Task item: Would you reproduce all of the entries exactly?

*** Opening of Dataset extract ***

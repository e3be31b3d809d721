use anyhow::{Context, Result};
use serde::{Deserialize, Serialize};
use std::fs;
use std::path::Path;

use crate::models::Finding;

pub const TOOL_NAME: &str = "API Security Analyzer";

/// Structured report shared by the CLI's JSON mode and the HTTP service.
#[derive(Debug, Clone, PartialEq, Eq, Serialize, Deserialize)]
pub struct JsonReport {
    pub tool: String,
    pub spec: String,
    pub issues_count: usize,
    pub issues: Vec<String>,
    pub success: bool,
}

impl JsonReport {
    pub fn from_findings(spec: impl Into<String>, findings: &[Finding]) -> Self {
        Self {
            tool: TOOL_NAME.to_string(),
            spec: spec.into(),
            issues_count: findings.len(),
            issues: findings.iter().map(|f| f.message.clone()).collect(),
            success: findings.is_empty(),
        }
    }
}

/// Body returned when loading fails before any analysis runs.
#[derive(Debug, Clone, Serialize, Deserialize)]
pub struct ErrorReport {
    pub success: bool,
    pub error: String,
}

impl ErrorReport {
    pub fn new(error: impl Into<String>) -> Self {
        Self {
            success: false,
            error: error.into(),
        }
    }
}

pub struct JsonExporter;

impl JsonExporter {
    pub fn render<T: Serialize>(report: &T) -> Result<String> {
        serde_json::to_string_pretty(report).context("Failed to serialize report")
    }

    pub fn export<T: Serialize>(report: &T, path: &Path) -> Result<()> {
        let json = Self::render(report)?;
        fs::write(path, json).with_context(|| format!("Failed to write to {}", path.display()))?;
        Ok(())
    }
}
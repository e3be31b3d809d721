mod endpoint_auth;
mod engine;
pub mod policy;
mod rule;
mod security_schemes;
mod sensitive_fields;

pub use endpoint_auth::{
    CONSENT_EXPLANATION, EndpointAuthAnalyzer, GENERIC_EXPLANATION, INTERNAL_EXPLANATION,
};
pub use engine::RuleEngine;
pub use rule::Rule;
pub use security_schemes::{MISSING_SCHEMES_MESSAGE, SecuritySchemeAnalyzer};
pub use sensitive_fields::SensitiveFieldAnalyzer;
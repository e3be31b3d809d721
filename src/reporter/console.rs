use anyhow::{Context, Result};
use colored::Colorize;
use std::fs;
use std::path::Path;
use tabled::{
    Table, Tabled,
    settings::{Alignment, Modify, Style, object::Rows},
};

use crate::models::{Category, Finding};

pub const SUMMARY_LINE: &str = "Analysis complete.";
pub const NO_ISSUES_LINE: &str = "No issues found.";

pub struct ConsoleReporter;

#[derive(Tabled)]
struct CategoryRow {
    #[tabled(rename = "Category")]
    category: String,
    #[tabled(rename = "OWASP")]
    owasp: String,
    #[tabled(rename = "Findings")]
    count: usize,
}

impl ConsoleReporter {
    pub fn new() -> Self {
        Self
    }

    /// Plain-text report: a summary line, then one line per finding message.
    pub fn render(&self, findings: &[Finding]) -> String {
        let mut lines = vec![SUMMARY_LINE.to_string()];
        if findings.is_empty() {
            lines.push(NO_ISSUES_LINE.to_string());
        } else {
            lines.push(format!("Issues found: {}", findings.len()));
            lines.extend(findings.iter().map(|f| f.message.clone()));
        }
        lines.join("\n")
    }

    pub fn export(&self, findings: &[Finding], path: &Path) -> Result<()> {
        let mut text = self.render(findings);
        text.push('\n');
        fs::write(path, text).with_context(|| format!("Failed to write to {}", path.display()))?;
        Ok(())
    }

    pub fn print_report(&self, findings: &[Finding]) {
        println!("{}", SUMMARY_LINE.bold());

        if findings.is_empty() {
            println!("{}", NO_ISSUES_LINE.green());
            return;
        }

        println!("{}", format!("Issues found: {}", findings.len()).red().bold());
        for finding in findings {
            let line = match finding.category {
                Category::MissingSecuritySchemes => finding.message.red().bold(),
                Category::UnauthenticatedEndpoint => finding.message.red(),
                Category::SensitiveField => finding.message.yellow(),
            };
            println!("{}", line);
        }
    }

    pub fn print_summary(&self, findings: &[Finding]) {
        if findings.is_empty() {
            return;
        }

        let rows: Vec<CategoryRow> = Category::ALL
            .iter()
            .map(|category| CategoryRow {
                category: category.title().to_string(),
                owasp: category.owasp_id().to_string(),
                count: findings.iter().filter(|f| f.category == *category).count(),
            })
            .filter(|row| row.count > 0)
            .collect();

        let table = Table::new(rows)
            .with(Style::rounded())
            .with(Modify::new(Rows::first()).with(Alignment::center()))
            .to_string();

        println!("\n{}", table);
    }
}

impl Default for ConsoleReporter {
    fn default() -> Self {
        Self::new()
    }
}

*** Close of Dataset extract ***

Completed task:
repository e3be31b3d809d721
use anyhow::{Context, Result};
use serde::{Deserialize, Serialize};
use std::fs;
use std::path::Path;

use crate::models::Finding;

pub const TOOL_NAME: &str = "API Security Analyzer";

/// Structured report shared by the CLI's JSON mode and the HTTP service.
#[derive(Debug, Clone, PartialEq, Eq, Serialize, Deserialize)]
pub struct JsonReport {
    pub tool: String,
    pub spec: String,
    pub issues_count: usize,
    pub issues: Vec<String>,
    pub success: bool,
}

impl JsonReport {
    pub fn from_findings(spec: impl Into<String>, findings: &[Finding]) -> Self {
        Self {
            tool: TOOL_NAME.to_string(),
            spec: spec.into(),
            issues_count: findings.len(),
            issues: findings.iter().map(|f| f.message.clone()).collect(),
            success: findings.is_empty(),
        }
    }
}

/// Body returned when loading fails before any analysis runs.
#[derive(Debug, Clone, Serialize, Deserialize)]
pub struct ErrorReport {
    pub success: bool,
    pub error: String,
}

impl ErrorReport {
    pub fn new(error: impl Into<String>) -> Self {
        Self {
            success: false,
            error: error.into(),
        }
    }
}

pub struct JsonExporter;

impl JsonExporter {
    pub fn render<T: Serialize>(report: &T) -> Result<String> {
        serde_json::to_string_pretty(report).context("Failed to serialize report")
    }

    pub fn export<T: Serialize>(report: &T, path: &Path) -> Result<()> {
        let json = Self::render(report)?;
        fs::write(path, json).with_context(|| format!("Failed to write to {}", path.display()))?;
        Ok(())
    }
}
repository e3be31b3d809d721
mod endpoint_auth;
mod engine;
pub mod policy;
mod rule;
mod security_schemes;
mod sensitive_fields;

pub use endpoint_auth::{
    CONSENT_EXPLANATION, EndpointAuthAnalyzer, GENERIC_EXPLANATION, INTERNAL_EXPLANATION,
};
pub use engine::RuleEngine;
pub use rule::Rule;
pub use security_schemes::{MISSING_SCHEMES_MESSAGE, SecuritySchemeAnalyzer};
pub use sensitive_fields::SensitiveFieldAnalyzer;
repository e3be31b3d809d721
filename src/reporter/console.rs
use anyhow::{Context, Result};
use colored::Colorize;
use std::fs;
use std::path::Path;
use tabled::{
    Table, Tabled,
    settings::{Alignment, Modify, Style, object::Rows},
};

use crate::models::{Category, Finding};

pub const SUMMARY_LINE: &str = "Analysis complete.";
pub const NO_ISSUES_LINE: &str = "No issues found.";

pub struct ConsoleReporter;

#[derive(Tabled)]
struct CategoryRow {
    #[tabled(rename = "Category")]
    category: String,
    #[tabled(rename = "OWASP")]
    owasp: String,
    #[tabled(rename = "Findings")]
    count: usize,
}

impl ConsoleReporter {
    pub fn new() -> Self {
        Self
    }

    /// Plain-text report: a summary line, then one line per finding message.
    pub fn render(&self, findings: &[Finding]) -> String {
        let mut lines = vec![SUMMARY_LINE.to_string()];
        if findings.is_empty() {
            lines.push(NO_ISSUES_LINE.to_string());
        } else {
            lines.push(format!("Issues found: {}", findings.len()));
            lines.extend(findings.iter().map(|f| f.message.clone()));
        }
        lines.join("\n")
    }

    pub fn export(&self, findings: &[Finding], path: &Path) -> Result<()> {
        let mut text = self.render(findings);
        text.push('\n');
        fs::write(path, text).with_context(|| format!("Failed to write to {}", path.display()))?;
        Ok(())
    }

    pub fn print_report(&self, findings: &[Finding]) {
        println!("{}", SUMMARY_LINE.bold());

        if findings.is_empty() {
            println!("{}", NO_ISSUES_LINE.green());
            return;
        }

        println!("{}", format!("Issues found: {}", findings.len()).red().bold());
        for finding in findings {
            let line = match finding.category {
                Category::MissingSecuritySchemes => finding.message.red().bold(),
                Category::UnauthenticatedEndpoint => finding.message.red(),
                Category::SensitiveField => finding.message.yellow(),
            };
            println!("{}", line);
        }
    }

    pub fn print_summary(&self, findings: &[Finding]) {
        if findings.is_empty() {
            return;
        }

        let rows: Vec<CategoryRow> = Category::ALL
            .iter()
            .map(|category| CategoryRow {
                category: category.title().to_string(),
                owasp: category.owasp_id().to_string(),
                count: findings.iter().filter(|f| f.category == *category).count(),
            })
            .filter(|row| row.count > 0)
            .collect();

        let table = Table::new(rows)
            .with(Style::rounded())
            .with(Modify::new(Rows::first()).with(Alignment::center()))
            .to_string();

        println!("\n{}", table);
    }
}

impl Default for ConsoleReporter {
    fn default() -> Self {
        Self::new()
    }
}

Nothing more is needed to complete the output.